THE POST-MORTEM into the death of taxi driver Mohammed Mahroof showed the force needed to cause his fatal injuries were equivalent to "knocking a nail into a piece of wood", a court heard yesterday.
Home Office pathologist Doctor Nicholas Hunt said the injuries that 39-year-old Mr Mahroof sustained were not consistent with those suggested by the man who killed him.
Doctor Hunt told Reading Crown Court the knife's entry point was at a 20 degree angle and downward pressure had been applied.
He said: "A moderate degree of force or more would be necessary to cause that wound. There is nothing to suggest there was a severe degree of force."
The wound severed the carotid vein in Mr Mahroof's neck which Dr Hunt said was what caused his death.
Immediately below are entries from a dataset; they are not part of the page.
//! HTTP message value model.
//!
//! # Data Flow
//! ```text
//! Environment (from the host adapter)
//!     → server_request.rs (snapshot params, build Uri + headers + body Stream)
//!     → with_* transformations (each returns a new value)
//!     → router produces a Response
//!     → response.rs render (rewind body, copy out in chunks)
//! ```
//!
//! # Design Decisions
//! - Values are never mutated in place; `with_*` validates, then builds a copy
//! - Bodies are shared by `Arc<Stream>` across copies until explicitly replaced
//! - Uri stores raw components and percent-encodes on read

pub mod error;
pub mod factory;
pub mod headers;
#[allow(clippy::module_inception)]
pub mod message;
pub mod request;
pub mod response;
pub mod server_request;
pub mod stream;
pub mod uploaded_file;
pub mod uri;

pub use error::{MessageError, MessageResult};
pub use factory::{
    ResponseFactory, ServerRequestFactory, StreamFactory, UploadedFileFactory, UriFactory,
};
pub use headers::HeaderMap;
pub use message::{HttpMessage, Message};
pub use request::{HttpRequest, Method, Request};
pub use response::Response;
pub use server_request::{Environment, Params, ServerRequest};
pub use stream::Stream;
pub use uploaded_file::{UploadStatus, UploadedFile};
pub use uri::Uri;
He said: "You are in grave danger of dying as a consequence of the bleeding and the loss of blood pressure. It is a very grave injury."
Doctor Hunt added the injuries caused were consistent with those that could be caused by the serrated knife found at the scene, just outside Busy Bees nursery in High Wycombe.
The knife itself came from the home of co-defendent Asif Ahram Mohammed, 26, of Roberts Road, High Wycombe.
Yesterday Mohammed's co-defendent Mohammed Mahroof Mustafa, 21, admitted to the jury he did kill the taxi driver but had intended to only use the knife to threaten whoever they planned to rob.
At the time the pair got the knife there had been no conversation to decide who precisely they would rob, Mustafa told the court. He said he asked Mohammed why he had got the knife, who replied: "We are going to use it to threaten someone."
Both men deny murder. The trial continues.